INFORMATION GIVEN >>
[Start of section]

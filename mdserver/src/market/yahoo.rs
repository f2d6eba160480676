//! Yahoo Finance adapter over the public chart and quoteSummary endpoints.

use std::collections::BTreeMap;
use std::time::Duration;

use chrono::{DateTime, NaiveDate};
use reqwest::{Client, StatusCode};
use serde_json::{Map, Value};
use tokio::sync::Mutex;

use super::{
    DividendHistory, FinancialStatements, MarketDataProvider, MarketFuture, PriceBar,
    PriceTargets, RecommendationRow, SectorInfo, Statement,
};
use crate::SourceError;

const CHART_URL: &str = "https://query2.finance.yahoo.com/v8/finance/chart";
const SUMMARY_URL: &str = "https://query2.finance.yahoo.com/v10/finance/quoteSummary";
const COOKIE_URL: &str = "https://fc.yahoo.com";
const CRUMB_URL: &str = "https://query2.finance.yahoo.com/v1/test/getcrumb";
const REQUEST_TIMEOUT_SECS: u64 = 15;

/// quoteSummary modules and the key holding each module's statement list.
const STATEMENT_MODULES: [(&str, &str); 3] = [
    ("balanceSheetHistory", "balanceSheetStatements"),
    ("incomeStatementHistory", "incomeStatementHistory"),
    ("cashflowStatementHistory", "cashflowStatements"),
];

pub struct YahooFinanceProvider {
    client: Client,
    crumb: Mutex<Option<String>>,
}

impl YahooFinanceProvider {
    pub fn new(user_agent: &str) -> Result<Self, SourceError> {
        let client = Client::builder()
            .user_agent(user_agent)
            .cookie_store(true)
            .timeout(Duration::from_secs(REQUEST_TIMEOUT_SECS))
            .build()
            .map_err(|err| SourceError::transport(format!("failed to build http client: {err}")))?;

        Ok(Self::with_client(client))
    }

    /// The client must keep a cookie store; the crumb is bound to a session cookie.
    pub fn with_client(client: Client) -> Self {
        Self {
            client,
            crumb: Mutex::new(None),
        }
    }

    async fn chart(&self, ticker: &str, range: &str, interval: &str) -> Result<Value, SourceError> {
        let url = format!("{CHART_URL}/{}", urlencoding::encode(ticker));
        let response = self
            .client
            .get(&url)
            .query(&[("range", range), ("interval", interval), ("events", "div")])
            .send()
            .await
            .map_err(|err| SourceError::from_reqwest(err, "Yahoo chart"))?;

        match response.status() {
            StatusCode::NOT_FOUND => Err(SourceError::not_found(format!(
                "no chart data for {ticker}"
            ))),
            status if !status.is_success() => {
                Err(SourceError::status(status.as_u16(), "Yahoo chart"))
            }
            _ => response
                .json::<Value>()
                .await
                .map_err(|err| SourceError::from_reqwest(err, "Yahoo chart")),
        }
    }

    async fn crumb(&self, refresh: bool) -> Result<String, SourceError> {
        let mut cached = self.crumb.lock().await;
        if refresh {
            *cached = None;
        }
        if let Some(crumb) = cached.as_ref() {
            return Ok(crumb.clone());
        }

        // Only the session cookie matters here; the page itself answers 404.
        self.client
            .get(COOKIE_URL)
            .send()
            .await
            .map_err(|err| SourceError::from_reqwest(err, "Yahoo cookie handshake"))?;

        let response = self
            .client
            .get(CRUMB_URL)
            .send()
            .await
            .map_err(|err| SourceError::from_reqwest(err, "Yahoo crumb"))?;
        let status = response.status();
        if !status.is_success() {
            return Err(SourceError::status(status.as_u16(), "Yahoo crumb"));
        }

        let crumb = response
            .text()
            .await
            .map_err(|err| SourceError::from_reqwest(err, "Yahoo crumb"))?
            .trim()
            .to_string();
        if crumb.is_empty() || crumb.contains('<') {
            return Err(SourceError::decode("Yahoo crumb endpoint returned no crumb"));
        }

        *cached = Some(crumb.clone());
        Ok(crumb)
    }

    async fn summary(&self, ticker: &str, modules: &str) -> Result<Map<String, Value>, SourceError> {
        let mut refresh = false;

        loop {
            let crumb = self.crumb(refresh).await?;
            let url = format!("{SUMMARY_URL}/{}", urlencoding::encode(ticker));
            let response = self
                .client
                .get(&url)
                .query(&[("modules", modules), ("crumb", crumb.as_str())])
                .send()
                .await
                .map_err(|err| SourceError::from_reqwest(err, "Yahoo quoteSummary"))?;

            let status = response.status();
            if status == StatusCode::UNAUTHORIZED && !refresh {
                tracing::debug!(ticker, "Yahoo crumb rejected; refreshing");
                refresh = true;
                continue;
            }

            // 404 bodies still carry the quoteSummary error envelope.
            if !status.is_success() && status != StatusCode::NOT_FOUND {
                return Err(SourceError::status(status.as_u16(), "Yahoo quoteSummary"));
            }

            let body = response
                .json::<Value>()
                .await
                .map_err(|err| SourceError::from_reqwest(err, "Yahoo quoteSummary"))?;
            return summary_result(&body, ticker);
        }
    }
}

impl MarketDataProvider for YahooFinanceProvider {
    fn recent_history<'a>(
        &'a self,
        ticker: &'a str,
        periods: usize,
    ) -> MarketFuture<'a, Vec<PriceBar>> {
        Box::pin(async move {
            match self.chart(ticker, "5d", "1d").await {
                Ok(body) => parse_history(&body, periods),
                Err(error) if error.kind == crate::SourceErrorKind::NotFound => Ok(Vec::new()),
                Err(error) => Err(error),
            }
        })
    }

    fn price_targets<'a>(&'a self, ticker: &'a str) -> MarketFuture<'a, PriceTargets> {
        Box::pin(async move {
            let result = self.summary(ticker, "financialData").await?;
            Ok(parse_price_targets(&result))
        })
    }

    fn recommendations<'a>(&'a self, ticker: &'a str) -> MarketFuture<'a, Vec<RecommendationRow>> {
        Box::pin(async move {
            let result = self.summary(ticker, "recommendationTrend").await?;
            parse_recommendations(&result)
        })
    }

    fn dividends<'a>(&'a self, ticker: &'a str) -> MarketFuture<'a, DividendHistory> {
        Box::pin(async move {
            let body = self.chart(ticker, "max", "1mo").await?;
            parse_dividends(&body)
        })
    }

    fn sector_info<'a>(&'a self, ticker: &'a str) -> MarketFuture<'a, SectorInfo> {
        Box::pin(async move {
            let result = self.summary(ticker, "assetProfile").await?;
            Ok(parse_sector_info(&result))
        })
    }

    fn financial_statements<'a>(
        &'a self,
        ticker: &'a str,
    ) -> MarketFuture<'a, FinancialStatements> {
        Box::pin(async move {
            let modules = STATEMENT_MODULES
                .iter()
                .map(|(module, _)| *module)
                .collect::<Vec<_>>()
                .join(",");
            let result = self.summary(ticker, &modules).await?;
            Ok(parse_statements(&result))
        })
    }
}

fn chart_result(body: &Value) -> Result<&Value, SourceError> {
    let chart = body
        .get("chart")
        .ok_or_else(|| SourceError::decode("Yahoo chart response has no 'chart' field"))?;

    if let Some(error) = chart.get("error").filter(|error| !error.is_null()) {
        return Err(SourceError::not_found(upstream_description(error)));
    }

    chart
        .get("result")
        .and_then(Value::as_array)
        .and_then(|results| results.first())
        .ok_or_else(|| SourceError::decode("Yahoo chart response has no result"))
}

fn summary_result(body: &Value, ticker: &str) -> Result<Map<String, Value>, SourceError> {
    let summary = body
        .get("quoteSummary")
        .ok_or_else(|| SourceError::decode("Yahoo quoteSummary response has no 'quoteSummary' field"))?;

    if let Some(error) = summary.get("error").filter(|error| !error.is_null()) {
        return Err(SourceError::not_found(format!(
            "{ticker}: {}",
            upstream_description(error)
        )));
    }

    summary
        .get("result")
        .and_then(Value::as_array)
        .and_then(|results| results.first())
        .and_then(Value::as_object)
        .cloned()
        .ok_or_else(|| SourceError::not_found(format!("{ticker}: no quote summary available")))
}

fn upstream_description(error: &Value) -> String {
    error
        .get("description")
        .and_then(Value::as_str)
        .or_else(|| error.get("code").and_then(Value::as_str))
        .unwrap_or("unknown upstream error")
        .to_string()
}

/// Yahoo timestamps are UTC seconds; `gmtoffset` shifts them into the exchange calendar.
fn local_date(timestamp: i64, gmt_offset: i64) -> Option<NaiveDate> {
    DateTime::from_timestamp(timestamp + gmt_offset, 0).map(|moment| moment.date_naive())
}

fn gmt_offset(result: &Value) -> i64 {
    result
        .pointer("/meta/gmtoffset")
        .and_then(Value::as_i64)
        .unwrap_or_default()
}

fn parse_history(body: &Value, periods: usize) -> Result<Vec<PriceBar>, SourceError> {
    let result = match chart_result(body) {
        Ok(result) => result,
        Err(error) if error.kind == crate::SourceErrorKind::NotFound => return Ok(Vec::new()),
        Err(error) => return Err(error),
    };

    let offset = gmt_offset(result);
    let Some(timestamps) = result.get("timestamp").and_then(Value::as_array) else {
        return Ok(Vec::new());
    };
    let quote = result
        .pointer("/indicators/quote/0")
        .ok_or_else(|| SourceError::decode("Yahoo chart result has no quote indicators"))?;
    let closes = quote.get("close").and_then(Value::as_array);
    let volumes = quote.get("volume").and_then(Value::as_array);

    let mut bars = timestamps
        .iter()
        .enumerate()
        .filter_map(|(index, timestamp)| {
            let date = local_date(timestamp.as_i64()?, offset)?;
            let close = closes?.get(index)?.as_f64()?;
            let volume = volumes
                .and_then(|volumes| volumes.get(index))
                .and_then(Value::as_f64)
                .unwrap_or_default();
            Some(PriceBar {
                date,
                close,
                volume: volume.max(0.0) as u64,
            })
        })
        .collect::<Vec<_>>();

    if bars.len() > periods {
        bars.drain(..bars.len() - periods);
    }
    Ok(bars)
}

fn parse_dividends(body: &Value) -> Result<DividendHistory, SourceError> {
    let result = chart_result(body)?;
    let offset = gmt_offset(result);

    let Some(events) = result.pointer("/events/dividends").and_then(Value::as_object) else {
        return Ok(DividendHistory::new());
    };

    Ok(events
        .values()
        .filter_map(|event| {
            let date = local_date(event.get("date")?.as_i64()?, offset)?;
            let amount = event.get("amount")?.as_f64()?;
            Some((date.format("%Y-%m-%d").to_string(), amount))
        })
        .collect())
}

fn raw_number(container: &Value, field: &str) -> Option<f64> {
    container.get(field)?.get("raw")?.as_f64()
}

fn parse_price_targets(result: &Map<String, Value>) -> PriceTargets {
    let Some(data) = result.get("financialData") else {
        return PriceTargets::default();
    };

    PriceTargets {
        current: raw_number(data, "currentPrice"),
        high: raw_number(data, "targetHighPrice"),
        low: raw_number(data, "targetLowPrice"),
        mean: raw_number(data, "targetMeanPrice"),
        median: raw_number(data, "targetMedianPrice"),
    }
}

fn parse_recommendations(
    result: &Map<String, Value>,
) -> Result<Vec<RecommendationRow>, SourceError> {
    let Some(trend) = result.get("recommendationTrend").and_then(|trend| trend.get("trend")) else {
        return Ok(Vec::new());
    };

    serde_json::from_value(trend.clone())
        .map_err(|err| SourceError::decode(format!("unexpected recommendation trend shape: {err}")))
}

fn parse_sector_info(result: &Map<String, Value>) -> SectorInfo {
    let text = |field: &str| {
        result
            .get("assetProfile")
            .and_then(|profile| profile.get(field))
            .and_then(Value::as_str)
            .filter(|value| !value.is_empty())
            .map(ToString::to_string)
    };

    SectorInfo {
        sector: text("sector"),
        industry: text("industry"),
    }
}

fn parse_statement(entries: Option<&Value>) -> Statement {
    let Some(entries) = entries.and_then(Value::as_array) else {
        return Statement::new();
    };

    entries
        .iter()
        .filter_map(|entry| {
            let period = entry.pointer("/endDate/fmt")?.as_str()?.to_string();
            let items = entry
                .as_object()?
                .iter()
                .filter(|(name, _)| name.as_str() != "endDate" && name.as_str() != "maxAge")
                .filter_map(|(name, value)| {
                    match value.get("raw")? {
                        Value::Number(raw) => Some((name.clone(), raw.clone())),
                        _ => None,
                    }
                })
                .collect::<BTreeMap<_, _>>();
            Some((period, items))
        })
        .collect()
}

fn parse_statements(result: &Map<String, Value>) -> FinancialStatements {
    let [balance, income, cash] = STATEMENT_MODULES.map(|(module, key)| {
        parse_statement(result.get(module).and_then(|module| module.get(key)))
    });

    FinancialStatements {
        balance_sheet: balance,
        income_statement: income,
        cash_flow: cash,
    }
}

[End of section]

TASK DESCRIPTION >> When you reach the line holding "Ok(parse_statements(&result))" in the records above, begin reproducing exactly, stop after the line holding "Err(error) => return", and output nothing else.

ANSWER SPACE >>
            Ok(parse_statements(&result))
        })
    }
}

fn chart_result(body: &Value) -> Result<&Value, SourceError> {
    let chart = body
        .get("chart")
        .ok_or_else(|| SourceError::decode("Yahoo chart response has no 'chart' field"))?;

    if let Some(error) = chart.get("error").filter(|error| !error.is_null()) {
        return Err(SourceError::not_found(upstream_description(error)));
    }

    chart
        .get("result")
        .and_then(Value::as_array)
        .and_then(|results| results.first())
        .ok_or_else(|| SourceError::decode("Yahoo chart response has no result"))
}

fn summary_result(body: &Value, ticker: &str) -> Result<Map<String, Value>, SourceError> {
    let summary = body
        .get("quoteSummary")
        .ok_or_else(|| SourceError::decode("Yahoo quoteSummary response has no 'quoteSummary' field"))?;

    if let Some(error) = summary.get("error").filter(|error| !error.is_null()) {
        return Err(SourceError::not_found(format!(
            "{ticker}: {}",
            upstream_description(error)
        )));
    }

    summary
        .get("result")
        .and_then(Value::as_array)
        .and_then(|results| results.first())
        .and_then(Value::as_object)
        .cloned()
        .ok_or_else(|| SourceError::not_found(format!("{ticker}: no quote summary available")))
}

fn upstream_description(error: &Value) -> String {
    error
        .get("description")
        .and_then(Value::as_str)
        .or_else(|| error.get("code").and_then(Value::as_str))
        .unwrap_or("unknown upstream error")
        .to_string()
}

/// Yahoo timestamps are UTC seconds; `gmtoffset` shifts them into the exchange calendar.
fn local_date(timestamp: i64, gmt_offset: i64) -> Option<NaiveDate> {
    DateTime::from_timestamp(timestamp + gmt_offset, 0).map(|moment| moment.date_naive())
}

fn gmt_offset(result: &Value) -> i64 {
    result
        .pointer("/meta/gmtoffset")
        .and_then(Value::as_i64)
        .unwrap_or_default()
}

fn parse_history(body: &Value, periods: usize) -> Result<Vec<PriceBar>, SourceError> {
    let result = match chart_result(body) {
        Ok(result) => result,
        Err(error) if error.kind == crate::SourceErrorKind::NotFound => return Ok(Vec::new()),
        Err(error) => return Err(error),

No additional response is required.